WHAT THE TASK REQUIRES: Produce as output only the lines below starting at the line with "tool's commit text." and continuing through the line with "touches the network.", each one exactly as written.

Saved entries:
----
//! Blocking execution of external VCS tools.
//!
//! Every backend talks to its tool through the [`Executive`] trait, which is
//! the one seam substituted in tests. [`SystemExecutive`] is the real
//! implementation and runs commands synchronously via `std::process`.

use std::io::Write;
use std::path::{Path, PathBuf};
use std::process::{Command, Stdio};

use tracing::{debug, warn};

use crate::errors::ExecError;

/// A single command invocation: program, arguments, working directory and
/// optional stdin.
#[derive(Debug, Clone, PartialEq, Eq)]
pub struct ExecRequest {
    pub program: String,
    pub args: Vec<String>,
    pub cwd: Option<PathBuf>,
    pub stdin: Option<Vec<u8>>,
}

impl ExecRequest {
    pub fn new(program: impl Into<String>) -> Self {
        Self {
            program: program.into(),
            args: Vec::new(),
            cwd: None,
            stdin: None,
        }
    }

    pub fn arg(mut self, arg: impl Into<String>) -> Self {
        self.args.push(arg.into());
        self
    }

    pub fn args<I, S>(mut self, args: I) -> Self
    where
        I: IntoIterator<Item = S>,
        S: Into<String>,
    {
        self.args.extend(args.into_iter().map(Into::into));
        self
    }

    pub fn current_dir(mut self, dir: impl AsRef<Path>) -> Self {
        self.cwd = Some(dir.as_ref().to_path_buf());
        self
    }

    pub fn stdin(mut self, input: impl Into<Vec<u8>>) -> Self {
        self.stdin = Some(input.into());
        self
    }

    /// `program arg1 arg2 ...`, for logging.
    pub fn display(&self) -> String {
        let mut line = self.program.clone();
        for arg in &self.args {
            line.push(' ');
            line.push_str(arg);
        }
        line
    }
}

/// Captured result of a finished process.
#[derive(Debug, Clone, Default, PartialEq, Eq)]
pub struct ExecOutput {
    /// Exit code, or -1 when the process was killed by a signal.
    pub exit_code: i32,
    pub stdout: Vec<u8>,
    pub stderr: Vec<u8>,
}

impl ExecOutput {
    pub fn success(&self) -> bool {
        self.exit_code == 0
    }

    pub fn stdout_text(&self) -> String {
        String::from_utf8_lossy(&self.stdout).to_string()
    }

    pub fn stderr_text(&self) -> String {
        String::from_utf8_lossy(&self.stderr).to_string()
    }
}

/// Runs external commands.
///
/// Implementors only provide [`Executive::spawn`], which must return the
/// captured output whatever the exit status, and fail only when the program
/// could not be started. The provided methods layer the raising and
/// non-raising conventions on top.
pub trait Executive: Send + Sync {
    fn spawn(&self, request: &ExecRequest) -> Result<ExecOutput, ExecError>;

    /// Run and fail with [`ExecError::CommandFailed`] on a non-zero exit.
    fn run(&self, request: &ExecRequest) -> Result<ExecOutput, ExecError> {
        let output = self.spawn(request)?;
        if !output.success() {
            let stderr = output.stderr_text();
            warn!(cmd = %request.display(), exit_code = output.exit_code, %stderr, "command failed");
            return Err(ExecError::CommandFailed {
                program: request.program.clone(),
                args: request.args.clone(),
                exit_code: output.exit_code,
                stdout: output.stdout_text(),
                stderr,
            });
        }
        Ok(output)
    }

    /// Run and return stdout as (lossy) UTF-8 text.
    fn run_text(&self, request: &ExecRequest) -> Result<String, ExecError> {
        Ok(self.run(request)?.stdout_text())
    }

    /// Run and return everything the command printed, even when it fails.
    ///
    /// A missing program is still an error.
    fn run_lenient(&self, request: &ExecRequest) -> Result<String, ExecError> {
        let output = self.spawn(request)?;
        let mut text = output.stdout_text();
        text.push_str(&output.stderr_text());
        if !output.success() {
            debug!(cmd = %request.display(), exit_code = output.exit_code, "ignoring command failure");
        }
        Ok(text)
    }
}

/// Executes commands on the host with `std::process::Command`.
#[derive(Debug, Clone, Copy, Default)]
pub struct SystemExecutive;

impl Executive for SystemExecutive {
    fn spawn(&self, request: &ExecRequest) -> Result<ExecOutput, ExecError> {
        let mut cmd = Command::new(&request.program);
        cmd.args(&request.args)
            .stdin(if request.stdin.is_some() {
                Stdio::piped()
            } else {
                Stdio::null()
            })
            .stdout(Stdio::piped())
            .stderr(Stdio::piped());
        if let Some(dir) = &request.cwd {
            cmd.current_dir(dir);
        }

        debug!(cmd = %request.display(), cwd = ?request.cwd, "running command");
        let mut child = cmd.spawn().map_err(|e| {
            if e.kind() == std::io::ErrorKind::NotFound {
                ExecError::ToolMissing(request.program.clone())
            } else {
                ExecError::IoError(e)
            }
        })?;

        if let Some(input) = &request.stdin {
            if let Some(mut stdin) = child.stdin.take() {
                // A child that exits without reading its input closes the pipe.
                if let Err(e) = stdin.write_all(input) {
                    if e.kind() != std::io::ErrorKind::BrokenPipe {
                        return Err(ExecError::IoError(e));
                    }
                }
            }
        }

        let output = child.wait_with_output()?;
        Ok(ExecOutput {
            exit_code: output.status.code().unwrap_or(-1),
            stdout: output.stdout,
            stderr: output.stderr,
        })
    }
}
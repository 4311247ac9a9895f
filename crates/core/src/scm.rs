//! The backend capability contract.
//!
//! [`Scm`] is implemented by both backends and covers everything calling code
//! needs to treat a checkout uniformly. Operations that only make sense for a
//! distributed backend live on the secondary [`LocalCommits`] trait, reached
//! through [`Scm::as_local_commits`]. [`Backend`] is the closed set of
//! variants handed out by the detector.

use std::collections::BTreeSet;
use std::convert::Infallible;
use std::fmt;
use std::ops::Deref;
use std::path::{Path, PathBuf};
use std::str::FromStr;

use serde::{Deserialize, Serialize};
use tracing::debug;
use walkdir::WalkDir;

use crate::config::ScmConfig;
use crate::errors::ScmError;
use crate::git::GitBackend;
use crate::svn::SvnBackend;

// ---------------------------------------------------------------------------
// Types
// ---------------------------------------------------------------------------

/// Which tool a backend drives.
#[derive(Debug, Clone, Copy, PartialEq, Eq, Hash, Serialize, Deserialize)]
#[serde(rename_all = "lowercase")]
pub enum BackendKind {
    Svn,
    Git,
}

impl BackendKind {
    pub fn name(self) -> &'static str {
        match self {
            Self::Svn => "svn",
            Self::Git => "git",
        }
    }
}

impl fmt::Display for BackendKind {
    fn fmt(&self, f: &mut fmt::Formatter<'_>) -> fmt::Result {
        f.write_str(self.name())
    }
}

/// A revision as given by a caller.
///
/// `Number` is a Subversion revision; on a git checkout it is mapped through
/// `git svn find-rev`. `Commitish` is any other expression (symbolic name,
/// `HEAD~2`, a hash, ...).
#[derive(Debug, Clone, PartialEq, Eq, Hash, Serialize, Deserialize)]
pub enum Revision {
    Number(u64),
    Commitish(String),
}

impl Revision {
    /// `42` and `r42` are numbers, anything else is a commitish.
    pub fn parse(s: &str) -> Self {
        let trimmed = s.trim();
        let digits = trimmed.strip_prefix('r').unwrap_or(trimmed);
        if !digits.is_empty() && digits.bytes().all(|b| b.is_ascii_digit()) {
            if let Ok(n) = digits.parse::<u64>() {
                return Self::Number(n);
            }
        }
        Self::Commitish(trimmed.to_string())
    }
}

impl FromStr for Revision {
    type Err = Infallible;

    fn from_str(s: &str) -> Result<Self, Self::Err> {
        Ok(Self::parse(s))
    }
}

impl From<u64> for Revision {
    fn from(n: u64) -> Self {
        Self::Number(n)
    }
}

impl From<&str> for Revision {
    fn from(s: &str) -> Self {
        Self::parse(s)
    }
}

impl fmt::Display for Revision {
    fn fmt(&self, f: &mut fmt::Formatter<'_>) -> fmt::Result {
        match self {
            Self::Number(n) => write!(f, "{}", n),
            Self::Commitish(c) => f.write_str(c),
        }
    }
}

// ---------------------------------------------------------------------------
// Contract
// ---------------------------------------------------------------------------

/// Operations shared by every backend.
///
/// All paths going in and out are relative to [`Scm::checkout_root`], and no
/// operation depends on the process working directory.
pub trait Scm: Send + Sync {
    fn kind(&self) -> BackendKind;

    /// Top of the working tree.
    fn checkout_root(&self) -> &Path;

    fn display_name(&self) -> &'static str {
        self.kind().name()
    }

    fn supports_local_commits(&self) -> bool {
        self.as_local_commits().is_some()
    }

    /// Distributed-only operations, when this backend has them.
    fn as_local_commits(&self) -> Option<&dyn LocalCommits> {
        None
    }

    /// Files that differ from the last committed state, sorted.
    fn changed_files(&self) -> Result<Vec<String>, ScmError>;

    /// Changed files that are newly scheduled for addition, sorted.
    ///
    /// The svn backend may also report added directories.
    fn added_files(&self) -> Result<Vec<String>, ScmError>;

    /// Files touched by exactly one revision, sorted.
    fn changed_files_for_revision(&self, revision: &Revision) -> Result<Vec<String>, ScmError>;

    /// Exact contents of `path` at `revision`.
    fn contents_at_revision(&self, path: &str, revision: &Revision) -> Result<Vec<u8>, ScmError>;

    /// Unified diff of the changes introduced by `revision`.
    fn diff_for_revision(&self, revision: &Revision) -> Result<String, ScmError>;

    /// Undo `revision` in the working tree (not committed).
    fn apply_reverse_diff(&self, revision: &Revision) -> Result<(), ScmError>;

    /// Unified diff of all uncommitted local changes.
    fn create_patch(&self) -> Result<String, ScmError>;

    /// Commit local changes and return the tool's commit text.
    ///
    /// With `dry_run` nothing is changed and the returned text carries the
    /// null revision (`0`).
    fn commit_with_message(
        &self,
        message: &str,
        username: Option<&str>,
        dry_run: bool,
    ) -> Result<String, ScmError>;

    /// Extract the revision number embedded in commit text.
    fn revision_from_commit_text(&self, text: &str) -> Option<u64>;

    fn add(&self, paths: &[&str]) -> Result<(), ScmError>;

    fn delete(&self, paths: &[&str]) -> Result<(), ScmError>;

    fn revert_files(&self, paths: &[&str]) -> Result<(), ScmError>;

    /// Drop every uncommitted change, including added files and directories
    /// and any interrupted merge or rebase. Safe to call on a clean tree.
    fn clean_working_directory(&self) -> Result<(), ScmError>;

    fn last_commit_log(&self) -> Result<String, ScmError>;

    fn commit_log(&self, revision: &Revision) -> Result<String, ScmError>;

    fn committer_email_for_revision(&self, revision: &Revision) -> Result<String, ScmError>;

    /// Whether credentials for the configured server realm are stored under
    /// `home_directory`. Never touches the network.
    fn has_authorization_for_realm(&self, home_directory: &Path) -> Result<bool, ScmError>;
}

/// Operations for backends with local, not yet pushed, history.
pub trait LocalCommits {
    /// One-line summaries of commits not yet pushed upstream, newest first.
    fn local_commits(&self) -> Result<Vec<String>, ScmError>;

    fn discard_local_commits(&self) -> Result<(), ScmError>;

    fn rebase_in_progress(&self) -> Result<bool, ScmError>;

    fn delete_branch(&self, name: &str) -> Result<(), ScmError>;

    /// Resolve each argument to commit ids and concatenate the results.
    ///
    /// `A..B` ranges come back oldest first; `A...B` is rejected. With no
    /// arguments, the local commits on top of the upstream branch are used.
    fn commit_ids_from_commitish_arguments(&self, args: &[&str]) -> Result<Vec<String>, ScmError>;

    fn read_config(&self, key: &str) -> Result<Option<String>, ScmError>;

    /// Name of the branch tracking the upstream history.
    fn svn_branch_name(&self) -> Result<String, ScmError>;

    /// Merge base between HEAD and the upstream branch.
    fn svn_merge_base(&self) -> Result<String, ScmError>;

    fn create_patch_from_local_commit(&self, commitish: &str) -> Result<String, ScmError>;

    fn create_patch_since_local_commit(&self, commitish: &str) -> Result<String, ScmError>;
}

// ---------------------------------------------------------------------------
// Closed set of backends
// ---------------------------------------------------------------------------

/// A backend bound to one checkout root.
pub enum Backend {
    Svn(SvnBackend),
    Git(GitBackend),
}

impl Backend {
    pub fn as_scm(&self) -> &(dyn Scm + 'static) {
        match self {
            Self::Svn(svn) => svn,
            Self::Git(git) => git,
        }
    }

    pub fn root(&self) -> PathBuf {
        self.as_scm().checkout_root().to_path_buf()
    }

    pub fn config(&self) -> &ScmConfig {
        match self {
            Self::Svn(svn) => svn.config(),
            Self::Git(git) => git.config(),
        }
    }
}

impl Deref for Backend {
    type Target = dyn Scm;

    fn deref(&self) -> &Self::Target {
        self.as_scm()
    }
}

impl fmt::Debug for Backend {
    fn fmt(&self, f: &mut fmt::Formatter<'_>) -> fmt::Result {
        f.debug_struct("Backend")
            .field("kind", &self.kind())
            .field("root", &self.checkout_root())
            .finish()
    }
}

impl From<SvnBackend> for Backend {
    fn from(svn: SvnBackend) -> Self {
        Self::Svn(svn)
    }
}

impl From<GitBackend> for Backend {
    fn from(git: GitBackend) -> Self {
        Self::Git(git)
    }
}

// ---------------------------------------------------------------------------
// Shared helpers
// ---------------------------------------------------------------------------

/// Sort and de-duplicate a list of paths.
pub(crate) fn sorted_paths<I>(paths: I) -> Vec<String>
where
    I: IntoIterator<Item = String>,
{
    paths.into_iter().collect::<BTreeSet<_>>().into_iter().collect()
}

/// The current user's home directory, the default place to look for stored
/// credentials.
pub fn home_directory() -> Result<PathBuf, ScmError> {
    dirs::home_dir()
        .ok_or_else(|| ScmError::InvalidArgument("cannot determine the home directory".into()))
}

/// Search `<home>/.subversion` for a file mentioning `realm`.
pub(crate) fn realm_in_credential_store(home: &Path, realm: &str) -> Result<bool, ScmError> {
    let store = home.join(".subversion");
    if !store.is_dir() {
        debug!(path = %store.display(), "no subversion config directory");
        return Ok(false);
    }
    for entry in WalkDir::new(&store).into_iter().filter_map(Result::ok) {
        if !entry.file_type().is_file() {
            continue;
        }
        // Unreadable files cannot hold usable credentials either.
        let Ok(bytes) = std::fs::read(entry.path()) else {
            continue;
        };
        if String::from_utf8_lossy(&bytes).contains(realm) {
            debug!(path = %entry.path().display(), "found credentials for realm");
            return Ok(true);
        }
    }
    Ok(false)
}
----
REPLY TO THE TASK:
    /// Commit local changes and return the tool's commit text.
    ///
    /// With `dry_run` nothing is changed and the returned text carries the
    /// null revision (`0`).
    fn commit_with_message(
        &self,
        message: &str,
        username: Option<&str>,
        dry_run: bool,
    ) -> Result<String, ScmError>;

    /// Extract the revision number embedded in commit text.
    fn revision_from_commit_text(&self, text: &str) -> Option<u64>;

    fn add(&self, paths: &[&str]) -> Result<(), ScmError>;

    fn delete(&self, paths: &[&str]) -> Result<(), ScmError>;

    fn revert_files(&self, paths: &[&str]) -> Result<(), ScmError>;

    /// Drop every uncommitted change, including added files and directories
    /// and any interrupted merge or rebase. Safe to call on a clean tree.
    fn clean_working_directory(&self) -> Result<(), ScmError>;

    fn last_commit_log(&self) -> Result<String, ScmError>;

    fn commit_log(&self, revision: &Revision) -> Result<String, ScmError>;

    fn committer_email_for_revision(&self, revision: &Revision) -> Result<String, ScmError>;

    /// Whether credentials for the configured server realm are stored under
    /// `home_directory`. Never touches the network.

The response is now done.